Try it
From the records below, transcribe exactly the lines that begin at the line with "#[derive(Clone)]" and end at the line with "fn parse_date_bound(name: &str, raw: &str)", both included.

Saved data entries:
================================

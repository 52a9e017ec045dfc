use crate::locations;
use crate::sentiment::{SentimentScorer, SentimentScores};
use crate::storage::{ReviewFilter, ReviewStore};
use axum::{
    Json,
    http::StatusCode,
    response::{IntoResponse, Response},
};
use chrono::NaiveDate;
use serde::{Deserialize, Serialize};
use std::sync::Arc;

const DATE_FORMAT: &str = "%Y-%m-%d";

/// Application state
#[derive(Clone)]
pub struct AppState {
    pub store: Arc<ReviewStore>,
    pub scorer: Arc<dyn SentimentScorer>,
}

/// Raw GET query parameters, validated once at the handler boundary.
#[derive(Debug, Default, Deserialize)]
pub struct ReviewQuery {
    pub location: Option<String>,
    pub start_date: Option<String>,
    pub end_date: Option<String>,
}

impl ReviewQuery {
    /// Validate into a store filter. Empty values count as absent; a date
    /// that fails to parse rejects the whole request.
    pub fn into_filter(self) -> Result<ReviewFilter, AppError> {
        let mut filter = ReviewFilter {
            location: self.location.filter(|l| !l.is_empty()),
            ..Default::default()
        };

        if let Some(raw) = self.start_date.filter(|s| !s.is_empty()) {
            filter.start = Some(parse_date_bound("start_date", &raw)?);
        }
        if let Some(raw) = self.end_date.filter(|s| !s.is_empty()) {
            filter.end = Some(parse_date_bound("end_date", &raw)?);
        }

        Ok(filter)
    }
}

fn parse_date_bound(name: &str, raw: &str) -> Result<chrono::NaiveDateTime, AppError> {
    let date = NaiveDate::parse_from_str(raw, DATE_FORMAT).map_err(|_| {
        AppError::BadRequest(format!("Invalid {name} '{raw}': expected YYYY-MM-DD"))
    })?;
    // Bounds sit at midnight of the given day
    Ok(date.and_time(chrono::NaiveTime::MIN))
}

/// URL-encoded form body for a review submission
#[derive(Debug, Default, Deserialize)]
pub struct SubmitReviewForm {
    #[serde(rename = "Location")]
    pub location: Option<String>,
    #[serde(rename = "ReviewBody")]
    pub review_body: Option<String>,
}

impl SubmitReviewForm {
    /// Validate the submission: both fields present and non-empty, then the
    /// location checked against the allow-list, in that order.
    pub fn validate(&self) -> Result<(), String> {
        let location = self.location.as_deref().unwrap_or("");
        let review_body = self.review_body.as_deref().unwrap_or("");

        if review_body.is_empty() || location.is_empty() {
            return Err("Missing required parameters 'ReviewBody' or 'Location'".to_string());
        }
        if !locations::is_allowed(location) {
            return Err("Invalid location".to_string());
        }
        Ok(())
    }
}

/// A review as returned by the GET listing
#[derive(Debug, Serialize)]
pub struct ReviewItem {
    #[serde(rename = "ReviewId")]
    pub review_id: String,
    #[serde(rename = "ReviewBody")]
    pub review_body: String,
    #[serde(rename = "Location")]
    pub location: String,
    #[serde(rename = "Timestamp")]
    pub timestamp: String,
    pub sentiment: SentimentScores,
}

/// Response for an accepted submission
#[derive(Debug, Serialize)]
pub struct SubmittedReview {
    #[serde(rename = "ReviewId")]
    pub review_id: String,
    #[serde(rename = "ReviewBody")]
    pub review_body: String,
    #[serde(rename = "Location")]
    pub location: String,
    #[serde(rename = "Timestamp")]
    pub timestamp: String,
    #[serde(rename = "Sentiment")]
    pub sentiment: SentimentScores,
}

/// Health check response
#[derive(Debug, Serialize)]
pub struct HealthResponse {
    pub status: String,
    pub version: String,
    pub total_reviews: usize,
}

/// Error response
#[derive(Debug, Serialize)]
pub struct ErrorResponse {
    pub error: String,
}

/// Application error type
#[derive(Debug)]
pub enum AppError {
    BadRequest(String),
}

impl IntoResponse for AppError {
    fn into_response(self) -> Response {
        let (status, message) = match self {
            AppError::BadRequest(msg) => (StatusCode::BAD_REQUEST, msg),
        };

        (status, Json(ErrorResponse { error: message })).into_response()
    }
}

================================

Exercise answer
#[derive(Clone)]
pub struct AppState {
    pub store: Arc<ReviewStore>,
    pub scorer: Arc<dyn SentimentScorer>,
}

/// Raw GET query parameters, validated once at the handler boundary.
#[derive(Debug, Default, Deserialize)]
pub struct ReviewQuery {
    pub location: Option<String>,
    pub start_date: Option<String>,
    pub end_date: Option<String>,
}

impl ReviewQuery {
    /// Validate into a store filter. Empty values count as absent; a date
    /// that fails to parse rejects the whole request.
    pub fn into_filter(self) -> Result<ReviewFilter, AppError> {
        let mut filter = ReviewFilter {
            location: self.location.filter(|l| !l.is_empty()),
            ..Default::default()
        };

        if let Some(raw) = self.start_date.filter(|s| !s.is_empty()) {
            filter.start = Some(parse_date_bound("start_date", &raw)?);
        }
        if let Some(raw) = self.end_date.filter(|s| !s.is_empty()) {
            filter.end = Some(parse_date_bound("end_date", &raw)?);
        }

        Ok(filter)
    }
}

fn parse_date_bound(name: &str, raw: &str) -> Result<chrono::NaiveDateTime, AppError> {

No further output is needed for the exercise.